■ **Required work**
Every line below between the line holding "writer.write_bool(as_prefab)?;" and the line holding "self.id = EntityId(reader.read_u64()?);", inclusive, should be repeated exactly, and all other lines omitted.

┌─ Recorded data

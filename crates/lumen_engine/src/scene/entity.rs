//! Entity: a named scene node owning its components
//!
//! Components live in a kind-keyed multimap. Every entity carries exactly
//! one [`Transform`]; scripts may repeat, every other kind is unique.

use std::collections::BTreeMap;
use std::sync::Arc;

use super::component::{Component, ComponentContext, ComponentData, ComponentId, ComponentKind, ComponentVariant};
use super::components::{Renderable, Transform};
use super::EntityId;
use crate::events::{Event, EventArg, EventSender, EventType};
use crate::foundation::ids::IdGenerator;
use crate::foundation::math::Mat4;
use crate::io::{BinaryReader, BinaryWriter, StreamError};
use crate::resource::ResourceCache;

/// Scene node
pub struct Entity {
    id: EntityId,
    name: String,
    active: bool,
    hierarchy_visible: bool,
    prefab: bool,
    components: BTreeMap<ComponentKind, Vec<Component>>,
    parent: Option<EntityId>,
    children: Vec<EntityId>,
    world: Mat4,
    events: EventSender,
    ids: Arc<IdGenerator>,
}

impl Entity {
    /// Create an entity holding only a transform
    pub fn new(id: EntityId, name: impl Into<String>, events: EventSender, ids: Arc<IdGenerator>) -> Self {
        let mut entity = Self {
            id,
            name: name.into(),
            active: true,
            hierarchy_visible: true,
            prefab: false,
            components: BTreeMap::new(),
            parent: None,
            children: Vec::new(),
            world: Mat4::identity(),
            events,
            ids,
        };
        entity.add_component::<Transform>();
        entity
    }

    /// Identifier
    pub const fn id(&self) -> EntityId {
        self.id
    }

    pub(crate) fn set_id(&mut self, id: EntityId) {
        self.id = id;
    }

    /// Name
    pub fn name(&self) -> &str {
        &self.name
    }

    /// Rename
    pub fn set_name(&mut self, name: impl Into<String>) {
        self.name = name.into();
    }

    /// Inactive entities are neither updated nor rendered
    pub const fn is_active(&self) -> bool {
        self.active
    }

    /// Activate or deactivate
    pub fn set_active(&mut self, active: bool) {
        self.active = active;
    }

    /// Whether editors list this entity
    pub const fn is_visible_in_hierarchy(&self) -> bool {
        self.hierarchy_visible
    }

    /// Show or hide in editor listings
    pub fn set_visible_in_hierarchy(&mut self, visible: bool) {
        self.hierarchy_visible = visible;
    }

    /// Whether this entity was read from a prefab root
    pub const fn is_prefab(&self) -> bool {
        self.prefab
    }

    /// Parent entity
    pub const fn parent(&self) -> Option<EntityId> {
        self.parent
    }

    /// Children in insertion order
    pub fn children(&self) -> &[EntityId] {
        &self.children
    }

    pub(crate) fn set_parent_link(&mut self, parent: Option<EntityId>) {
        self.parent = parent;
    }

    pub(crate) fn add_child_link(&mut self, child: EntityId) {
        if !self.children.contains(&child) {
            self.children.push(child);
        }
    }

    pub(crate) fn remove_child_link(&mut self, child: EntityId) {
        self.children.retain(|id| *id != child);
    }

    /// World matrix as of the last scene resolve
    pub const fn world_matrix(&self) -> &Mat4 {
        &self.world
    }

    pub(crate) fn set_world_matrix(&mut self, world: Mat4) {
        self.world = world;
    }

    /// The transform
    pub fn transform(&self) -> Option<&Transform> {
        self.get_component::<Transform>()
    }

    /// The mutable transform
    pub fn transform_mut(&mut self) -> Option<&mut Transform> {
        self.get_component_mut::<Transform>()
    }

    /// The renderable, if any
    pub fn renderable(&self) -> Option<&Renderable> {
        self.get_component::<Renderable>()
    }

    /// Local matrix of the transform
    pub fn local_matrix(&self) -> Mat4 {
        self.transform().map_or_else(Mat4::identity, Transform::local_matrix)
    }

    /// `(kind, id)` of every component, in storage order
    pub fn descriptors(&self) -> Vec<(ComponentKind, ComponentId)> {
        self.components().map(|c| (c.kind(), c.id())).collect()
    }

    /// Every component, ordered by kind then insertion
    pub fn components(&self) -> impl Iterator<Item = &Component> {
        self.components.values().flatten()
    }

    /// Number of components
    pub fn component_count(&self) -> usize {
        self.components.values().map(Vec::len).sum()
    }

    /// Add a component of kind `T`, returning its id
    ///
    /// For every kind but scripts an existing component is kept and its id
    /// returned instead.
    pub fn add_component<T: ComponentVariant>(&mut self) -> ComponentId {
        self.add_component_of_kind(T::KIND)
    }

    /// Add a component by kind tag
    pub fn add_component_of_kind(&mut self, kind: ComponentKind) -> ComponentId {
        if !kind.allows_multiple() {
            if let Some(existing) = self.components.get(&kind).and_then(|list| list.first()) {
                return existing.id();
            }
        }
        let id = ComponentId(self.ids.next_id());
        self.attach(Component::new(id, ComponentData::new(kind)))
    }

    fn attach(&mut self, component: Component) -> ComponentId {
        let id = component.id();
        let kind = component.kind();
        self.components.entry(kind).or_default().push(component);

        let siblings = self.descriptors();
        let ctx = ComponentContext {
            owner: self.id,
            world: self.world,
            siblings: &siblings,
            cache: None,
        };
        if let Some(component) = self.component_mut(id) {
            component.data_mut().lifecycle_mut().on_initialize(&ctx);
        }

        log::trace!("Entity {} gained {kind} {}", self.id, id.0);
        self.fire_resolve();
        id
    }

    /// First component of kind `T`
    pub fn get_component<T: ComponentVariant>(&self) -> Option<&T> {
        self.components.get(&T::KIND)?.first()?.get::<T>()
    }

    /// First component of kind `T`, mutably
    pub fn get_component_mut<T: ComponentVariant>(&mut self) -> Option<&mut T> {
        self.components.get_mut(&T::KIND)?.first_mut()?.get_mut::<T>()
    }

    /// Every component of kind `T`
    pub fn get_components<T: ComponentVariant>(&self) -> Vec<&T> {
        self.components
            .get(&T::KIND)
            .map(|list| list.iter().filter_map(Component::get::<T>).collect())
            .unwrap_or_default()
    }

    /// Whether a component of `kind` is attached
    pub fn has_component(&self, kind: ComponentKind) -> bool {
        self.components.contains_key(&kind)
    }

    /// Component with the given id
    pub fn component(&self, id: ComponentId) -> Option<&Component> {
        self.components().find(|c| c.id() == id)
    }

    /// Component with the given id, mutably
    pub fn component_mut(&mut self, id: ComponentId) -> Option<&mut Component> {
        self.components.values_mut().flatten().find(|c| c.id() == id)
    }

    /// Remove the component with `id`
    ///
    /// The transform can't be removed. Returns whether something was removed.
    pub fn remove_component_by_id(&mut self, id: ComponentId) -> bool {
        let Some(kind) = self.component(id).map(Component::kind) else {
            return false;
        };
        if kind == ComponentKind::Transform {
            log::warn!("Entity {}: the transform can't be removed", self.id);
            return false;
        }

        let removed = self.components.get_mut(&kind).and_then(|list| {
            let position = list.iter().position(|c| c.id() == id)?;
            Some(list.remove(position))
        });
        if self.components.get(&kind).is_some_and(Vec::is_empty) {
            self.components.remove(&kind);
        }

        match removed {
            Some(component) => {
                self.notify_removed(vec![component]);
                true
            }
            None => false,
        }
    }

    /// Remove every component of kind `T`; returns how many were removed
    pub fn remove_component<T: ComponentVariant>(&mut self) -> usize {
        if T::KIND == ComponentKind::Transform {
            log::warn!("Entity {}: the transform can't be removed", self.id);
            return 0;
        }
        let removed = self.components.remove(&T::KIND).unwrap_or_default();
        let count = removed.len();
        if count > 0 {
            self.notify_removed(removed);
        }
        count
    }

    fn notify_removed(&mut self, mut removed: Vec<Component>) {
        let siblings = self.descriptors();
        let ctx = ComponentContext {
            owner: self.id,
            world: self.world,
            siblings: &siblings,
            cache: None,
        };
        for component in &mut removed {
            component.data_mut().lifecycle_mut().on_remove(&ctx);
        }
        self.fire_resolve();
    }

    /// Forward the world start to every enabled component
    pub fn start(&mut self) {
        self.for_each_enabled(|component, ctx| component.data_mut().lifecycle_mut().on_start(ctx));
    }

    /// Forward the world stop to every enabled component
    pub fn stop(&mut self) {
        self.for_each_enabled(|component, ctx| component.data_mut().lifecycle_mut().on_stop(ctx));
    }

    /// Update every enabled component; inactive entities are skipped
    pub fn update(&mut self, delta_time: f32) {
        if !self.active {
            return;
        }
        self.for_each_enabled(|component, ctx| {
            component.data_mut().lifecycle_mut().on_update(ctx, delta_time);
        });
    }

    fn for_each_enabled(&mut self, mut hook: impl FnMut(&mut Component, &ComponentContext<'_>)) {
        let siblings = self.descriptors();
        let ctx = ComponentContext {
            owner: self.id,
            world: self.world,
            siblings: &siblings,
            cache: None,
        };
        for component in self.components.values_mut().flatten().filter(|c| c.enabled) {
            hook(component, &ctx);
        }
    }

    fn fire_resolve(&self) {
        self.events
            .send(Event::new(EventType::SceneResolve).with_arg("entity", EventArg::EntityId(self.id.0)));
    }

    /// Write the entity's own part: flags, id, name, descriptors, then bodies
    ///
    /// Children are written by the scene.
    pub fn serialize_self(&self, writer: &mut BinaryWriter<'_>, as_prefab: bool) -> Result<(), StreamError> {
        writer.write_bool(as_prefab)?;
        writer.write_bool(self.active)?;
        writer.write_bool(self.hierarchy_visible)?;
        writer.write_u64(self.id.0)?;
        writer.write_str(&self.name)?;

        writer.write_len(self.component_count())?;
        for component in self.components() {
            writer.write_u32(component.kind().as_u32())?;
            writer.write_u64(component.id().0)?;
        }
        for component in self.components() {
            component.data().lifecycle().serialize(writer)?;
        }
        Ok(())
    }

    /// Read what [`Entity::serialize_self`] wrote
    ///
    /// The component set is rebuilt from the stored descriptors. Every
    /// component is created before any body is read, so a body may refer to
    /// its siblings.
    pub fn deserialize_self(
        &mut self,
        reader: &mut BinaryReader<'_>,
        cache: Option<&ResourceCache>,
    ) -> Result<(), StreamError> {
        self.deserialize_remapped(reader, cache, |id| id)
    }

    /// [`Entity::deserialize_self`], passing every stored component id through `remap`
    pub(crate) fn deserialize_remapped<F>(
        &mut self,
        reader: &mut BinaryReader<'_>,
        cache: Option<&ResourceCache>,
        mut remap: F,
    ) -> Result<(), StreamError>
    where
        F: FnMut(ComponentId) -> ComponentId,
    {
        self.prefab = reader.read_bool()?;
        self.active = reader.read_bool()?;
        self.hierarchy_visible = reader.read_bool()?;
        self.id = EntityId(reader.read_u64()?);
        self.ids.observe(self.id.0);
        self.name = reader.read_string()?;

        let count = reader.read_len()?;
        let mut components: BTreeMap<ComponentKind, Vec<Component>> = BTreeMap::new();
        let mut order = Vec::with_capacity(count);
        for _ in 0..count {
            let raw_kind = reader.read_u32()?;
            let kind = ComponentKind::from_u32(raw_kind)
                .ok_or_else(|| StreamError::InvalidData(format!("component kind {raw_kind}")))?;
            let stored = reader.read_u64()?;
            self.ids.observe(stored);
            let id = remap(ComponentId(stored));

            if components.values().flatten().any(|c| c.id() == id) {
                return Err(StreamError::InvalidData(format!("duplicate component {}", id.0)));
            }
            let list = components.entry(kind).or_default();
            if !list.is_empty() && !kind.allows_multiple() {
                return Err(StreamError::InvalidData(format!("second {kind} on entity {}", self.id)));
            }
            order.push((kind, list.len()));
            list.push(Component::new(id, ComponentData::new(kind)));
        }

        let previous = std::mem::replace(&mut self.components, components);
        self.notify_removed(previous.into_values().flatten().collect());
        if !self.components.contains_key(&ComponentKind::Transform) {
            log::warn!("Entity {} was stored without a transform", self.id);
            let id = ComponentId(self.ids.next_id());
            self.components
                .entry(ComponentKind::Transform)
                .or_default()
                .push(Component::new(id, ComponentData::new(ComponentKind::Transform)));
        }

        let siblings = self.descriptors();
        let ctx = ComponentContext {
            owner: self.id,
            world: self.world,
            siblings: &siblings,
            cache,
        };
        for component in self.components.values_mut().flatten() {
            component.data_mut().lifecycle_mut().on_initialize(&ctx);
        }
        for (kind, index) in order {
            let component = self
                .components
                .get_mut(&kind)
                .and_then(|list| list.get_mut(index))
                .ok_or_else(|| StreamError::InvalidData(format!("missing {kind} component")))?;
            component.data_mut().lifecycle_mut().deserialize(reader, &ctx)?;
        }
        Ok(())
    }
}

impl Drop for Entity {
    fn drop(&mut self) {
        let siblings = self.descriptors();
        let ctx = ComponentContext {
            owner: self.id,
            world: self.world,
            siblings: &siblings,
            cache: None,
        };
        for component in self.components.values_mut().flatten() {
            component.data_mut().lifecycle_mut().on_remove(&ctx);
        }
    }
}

└─

■ **Response**
        writer.write_bool(as_prefab)?;
        writer.write_bool(self.active)?;
        writer.write_bool(self.hierarchy_visible)?;
        writer.write_u64(self.id.0)?;
        writer.write_str(&self.name)?;

        writer.write_len(self.component_count())?;
        for component in self.components() {
            writer.write_u32(component.kind().as_u32())?;
            writer.write_u64(component.id().0)?;
        }
        for component in self.components() {
            component.data().lifecycle().serialize(writer)?;
        }
        Ok(())
    }

    /// Read what [`Entity::serialize_self`] wrote
    ///
    /// The component set is rebuilt from the stored descriptors. Every
    /// component is created before any body is read, so a body may refer to
    /// its siblings.
    pub fn deserialize_self(
        &mut self,
        reader: &mut BinaryReader<'_>,
        cache: Option<&ResourceCache>,
    ) -> Result<(), StreamError> {
        self.deserialize_remapped(reader, cache, |id| id)
    }

    /// [`Entity::deserialize_self`], passing every stored component id through `remap`
    pub(crate) fn deserialize_remapped<F>(
        &mut self,
        reader: &mut BinaryReader<'_>,
        cache: Option<&ResourceCache>,
        mut remap: F,
    ) -> Result<(), StreamError>
    where
        F: FnMut(ComponentId) -> ComponentId,
    {
        self.prefab = reader.read_bool()?;
        self.active = reader.read_bool()?;
        self.hierarchy_visible = reader.read_bool()?;
        self.id = EntityId(reader.read_u64()?);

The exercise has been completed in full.